One Inbox per Attempt Is the Rule That Stops Flakes

Email-related flakes usually look like timing problems. A test waits 20 seconds and still misses the OTP. A signup retry clicks an expired link. A parallel CI job consumes the wrong verification email. An LLM agent sees two matching messages and chooses the stale one.

The fix is often simpler than adding longer sleeps or smarter regexes: create one inbox per attempt.

Not one shared mailbox. Not one address per environment. Not even always one inbox per test file. One inbox for the exact attempt that will trigger, wait for, and consume the email artifact. When that attempt is retried, create a new inbox.

That rule turns email from a messy shared resource into a scoped event stream. It gives your QA harness, CI pipeline, or agent workflow a clean boundary: every message in this inbox belongs to this attempt, and nothing from a previous attempt can be selected by accident.

What “one inbox per attempt” actually means

An attempt is a single end-to-end try at completing an email-dependent operation. It starts before the system sends an email and ends when the artifact from that email is consumed, times out, or the flow is abandoned.

For example, in a signup verification test, the attempt begins when your test provisions the temporary inbox and submits the signup form. It ends when the OTP or magic link has been extracted and used, or when the wait deadline expires.

Workflow	Attempt boundary	New inbox when…
Signup verification	Create account, receive verification email, submit code or link	The signup is retried from the beginning
Password reset	Request reset, receive reset email, use token	The reset request is restarted
Magic-link login	Submit email, receive login link, open link	The login flow is restarted
LLM agent signup task	Agent requests inbox, uses address, waits for artifact	The agent retries the task or starts a new session
Parallel CI test	Test case provisions inbox, triggers mail, asserts result	The test case is retried by the runner

The important detail is that retries are not just repeats of the same logic. They are new attempts with their own state. If a retry reuses the same inbox, it inherits old messages, late deliveries, duplicate webhooks, and consumed artifacts from the previous try.

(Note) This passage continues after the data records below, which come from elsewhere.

use crate::ast::{BinaryOp, Expr, Program, Stmt, UnaryOp};
use crate::error::{BasicError, ErrorKind, Span};
use crate::value::Value;
use std::collections::HashMap;

/// Flat variable store: one namespace for the whole program, loop and
/// conditional bodies included. First assignment creates the binding.
#[derive(Debug, Clone, Default)]
pub struct Environment {
    values: HashMap<String, Value>,
}

impl Environment {
    pub fn new() -> Self {
        Self {
            values: HashMap::new(),
        }
    }

    pub fn define(&mut self, name: &str, value: Value) {
        self.values.insert(name.to_string(), value);
    }

    pub fn get(&self, name: &str) -> Option<Value> {
        self.values.get(name).copied()
    }
}

/// Tree-walking interpreter: executes statements for effect and evaluates
/// expressions for value against one Environment created fresh per run.
pub struct Interpreter {
    environment: Environment,
}

impl Default for Interpreter {
    fn default() -> Self {
        Self::new()
    }
}

impl Interpreter {
    pub fn new() -> Self {
        Self {
            environment: Environment::new(),
        }
    }

    pub fn environment(&self) -> &Environment {
        &self.environment
    }

    pub fn interpret(&mut self, program: &Program) -> Result<(), BasicError> {
        for statement in &program.statements {
            self.execute_statement(statement)?;
        }
        Ok(())
    }

    fn execute_statement(&mut self, stmt: &Stmt) -> Result<(), BasicError> {
        match stmt {
            Stmt::Let { name, expr, .. } => {
                let value = self.evaluate_expression(expr)?;
                self.environment.define(name, value);
                Ok(())
            }
            Stmt::Print { expr, .. } => {
                let value = self.evaluate_expression(expr)?;
                println!("{}", value);
                Ok(())
            }
            Stmt::If {
                condition, body, ..
            } => {
                // Condition checked exactly once; there is no else branch.
                if self.evaluate_expression(condition)?.is_truthy() {
                    for statement in body {
                        self.execute_statement(statement)?;
                    }
                }
                Ok(())
            }
            Stmt::DoWhile {
                condition, body, ..
            } => {
                while self.evaluate_expression(condition)?.is_truthy() {
                    for statement in body {
                        self.execute_statement(statement)?;
                    }
                }
                Ok(())
            }
            Stmt::End { .. } => Ok(()),
        }
    }

    pub fn evaluate_expression(&self, expr: &Expr) -> Result<Value, BasicError> {
        match expr {
            Expr::Literal { value, .. } => Ok(*value),
            Expr::Variable { name, span } => self.environment.get(name).ok_or_else(|| {
                BasicError::new(
                    ErrorKind::UndefinedVariable,
                    *span,
                    format!("Undefined variable '{}'", name),
                )
            }),
            Expr::Unary {
                operator,
                operand,
                span,
            } => {
                let value = self.evaluate_expression(operand)?;
                self.evaluate_unary_op(*operator, value, *span)
            }
            Expr::Binary {
                left,
                operator,
                right,
                span,
            } => {
                let left_value = self.evaluate_expression(left)?;
                let right_value = self.evaluate_expression(right)?;
                self.evaluate_binary_op(*operator, left_value, right_value, *span)
            }
            Expr::Grouping { expr, .. } => self.evaluate_expression(expr),
        }
    }

    fn evaluate_binary_op(
        &self,
        operator: BinaryOp,
        left: Value,
        right: Value,
        span: Span,
    ) -> Result<Value, BasicError> {
        match operator {
            BinaryOp::Add => match (left, right) {
                (Value::Int(l), Value::Int(r)) => Ok(Value::Int(l + r)),
                (Value::Float(l), Value::Float(r)) => Ok(Value::Float(l + r)),
                (Value::Int(l), Value::Float(r)) => Ok(Value::Float(l as f64 + r)),
                (Value::Float(l), Value::Int(r)) => Ok(Value::Float(l + r as f64)),
                (l, r) => Err(illegal_operator("add", l, r, span)),
            },
            BinaryOp::Subtract => match (left, right) {
                (Value::Int(l), Value::Int(r)) => Ok(Value::Int(l - r)),
                (Value::Float(l), Value::Float(r)) => Ok(Value::Float(l - r)),
                (Value::Int(l), Value::Float(r)) => Ok(Value::Float(l as f64 - r)),
                (Value::Float(l), Value::Int(r)) => Ok(Value::Float(l - r as f64)),
                (l, r) => Err(illegal_operator("subtract", l, r, span)),
            },
            BinaryOp::Multiply => match (left, right) {
                (Value::Int(l), Value::Int(r)) => Ok(Value::Int(l * r)),
                (Value::Float(l), Value::Float(r)) => Ok(Value::Float(l * r)),
                (Value::Int(l), Value::Float(r)) => Ok(Value::Float(l as f64 * r)),
                (Value::Float(l), Value::Int(r)) => Ok(Value::Float(l * r as f64)),
                (l, r) => Err(illegal_operator("multiply", l, r, span)),
            },
            // Division always produces a true quotient, never truncating.
            BinaryOp::Divide => match (left, right) {
                (Value::Int(l), Value::Int(r)) => {
                    if r == 0 {
                        Err(division_by_zero(span))
                    } else {
                        Ok(Value::Float(l as f64 / r as f64))
                    }
                }
                (Value::Float(l), Value::Float(r)) => {
                    if r == 0.0 {
                        Err(division_by_zero(span))
                    } else {
                        Ok(Value::Float(l / r))
                    }
                }
                (Value::Int(l), Value::Float(r)) => {
                    if r == 0.0 {
                        Err(division_by_zero(span))
                    } else {
                        Ok(Value::Float(l as f64 / r))
                    }
                }
                (Value::Float(l), Value::Int(r)) => {
                    if r == 0 {
                        Err(division_by_zero(span))
                    } else {
                        Ok(Value::Float(l / r as f64))
                    }
                }
                (l, r) => Err(illegal_operator("divide", l, r, span)),
            },
            BinaryOp::Equal => match (left, right) {
                (Value::Int(l), Value::Int(r)) => Ok(Value::Bool(l == r)),
                (Value::Float(l), Value::Float(r)) => Ok(Value::Bool(l == r)),
                (Value::Int(l), Value::Float(r)) => Ok(Value::Bool((l as f64) == r)),
                (Value::Float(l), Value::Int(r)) => Ok(Value::Bool(l == (r as f64))),
                (l, r) => Err(illegal_operator("compare", l, r, span)),
            },
            BinaryOp::Less => match (left, right) {
                (Value::Int(l), Value::Int(r)) => Ok(Value::Bool(l < r)),
                (Value::Float(l), Value::Float(r)) => Ok(Value::Bool(l < r)),
                (Value::Int(l), Value::Float(r)) => Ok(Value::Bool((l as f64) < r)),
                (Value::Float(l), Value::Int(r)) => Ok(Value::Bool(l < (r as f64))),
                (l, r) => Err(illegal_operator("compare", l, r, span)),
            },
            BinaryOp::Greater => match (left, right) {
                (Value::Int(l), Value::Int(r)) => Ok(Value::Bool(l > r)),
                (Value::Float(l), Value::Float(r)) => Ok(Value::Bool(l > r)),
                (Value::Int(l), Value::Float(r)) => Ok(Value::Bool((l as f64) > r)),
                (Value::Float(l), Value::Int(r)) => Ok(Value::Bool(l > (r as f64))),
                (l, r) => Err(illegal_operator("compare", l, r, span)),
            },
            BinaryOp::NotGreater => match (left, right) {
                (Value::Int(l), Value::Int(r)) => Ok(Value::Bool(l <= r)),
                (Value::Float(l), Value::Float(r)) => Ok(Value::Bool(l <= r)),
                (Value::Int(l), Value::Float(r)) => Ok(Value::Bool((l as f64) <= r)),
                (Value::Float(l), Value::Int(r)) => Ok(Value::Bool(l <= (r as f64))),
                (l, r) => Err(illegal_operator("compare", l, r, span)),
            },
            BinaryOp::NotLess => match (left, right) {
                (Value::Int(l), Value::Int(r)) => Ok(Value::Bool(l >= r)),
                (Value::Float(l), Value::Float(r)) => Ok(Value::Bool(l >= r)),
                (Value::Int(l), Value::Float(r)) => Ok(Value::Bool((l as f64) >= r)),
                (Value::Float(l), Value::Int(r)) => Ok(Value::Bool(l >= (r as f64))),
                (l, r) => Err(illegal_operator("compare", l, r, span)),
            },
        }
    }

    fn evaluate_unary_op(
        &self,
        operator: UnaryOp,
        operand: Value,
        span: Span,
    ) -> Result<Value, BasicError> {
        match operator {
            UnaryOp::Negate => match operand {
                Value::Int(n) => Ok(Value::Int(-n)),
                Value::Float(n) => Ok(Value::Float(-n)),
                Value::Bool(_) => Err(BasicError::new(
                    ErrorKind::IllegalOperator,
                    span,
                    format!("Cannot negate {}", operand.type_name()),
                )),
            },
            UnaryOp::Plus => match operand {
                Value::Int(_) | Value::Float(_) => Ok(operand),
                Value::Bool(_) => Err(BasicError::new(
                    ErrorKind::IllegalOperator,
                    span,
                    format!("Cannot apply unary '+' to {}", operand.type_name()),
                )),
            },
        }
    }
}

fn illegal_operator(verb: &str, left: Value, right: Value, span: Span) -> BasicError {
    BasicError::new(
        ErrorKind::IllegalOperator,
        span,
        format!(
            "Cannot {} {} and {}",
            verb,
            left.type_name(),
            right.type_name()
        ),
    )
}

fn division_by_zero(span: Span) -> BasicError {
    BasicError::new(
        ErrorKind::DivisionByZero,
        span,
        "Division by zero".to_string(),
    )
}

That inherited state is where flakes come from.

Why shared inboxes create flakes

Email is asynchronous by design. SMTP delivery can be delayed, providers may retry, and webhook consumers often use at-least-once processing semantics. The SMTP specification describes a store-and-forward delivery model, which is reliable for human mail but awkward for deterministic automation.

A human can look at a mailbox and infer which message is newest, relevant, or already used. A test runner or agent needs explicit rules. Shared inboxes make those rules fragile.

Stale message selection

The classic failure is selecting an old email that still matches the parser. For example, your regex finds a six-digit OTP, but it is from the previous CI retry. The code is valid-looking, but expired or tied to the wrong account.

Adding “select latest” helps only until two messages arrive close together, clocks differ, or the mailbox contains duplicate deliveries. The stronger fix is to remove stale candidates altogether by isolating the attempt.

Parallel races

When two CI workers share one mailbox, both may see the same message list. Even if each worker uses a different email address, mailbox-level retrieval can still race if the consumer logic is not perfectly filtered.

Per-attempt inboxes make the query space smaller. Worker A can only read inbox A. Worker B can only read inbox B. The harness no longer has to prove that its matcher is perfect across unrelated traffic.

Duplicate deliveries and retries

Webhook providers commonly retry deliveries if your endpoint times out or returns an error. Polling loops can also process the same message twice if cursors or seen IDs are mishandled.

With a shared inbox, duplicate handling must separate duplicates from many different attempts. With one inbox per attempt, idempotency is still required, but the scope is clear: dedupe within this attempt, not across an unbounded mailbox.

Late arrivals

A failed attempt may time out at 30 seconds, while the email arrives at 35 seconds. If the retry reuses the same inbox, that late email can be mistaken for the retry’s email.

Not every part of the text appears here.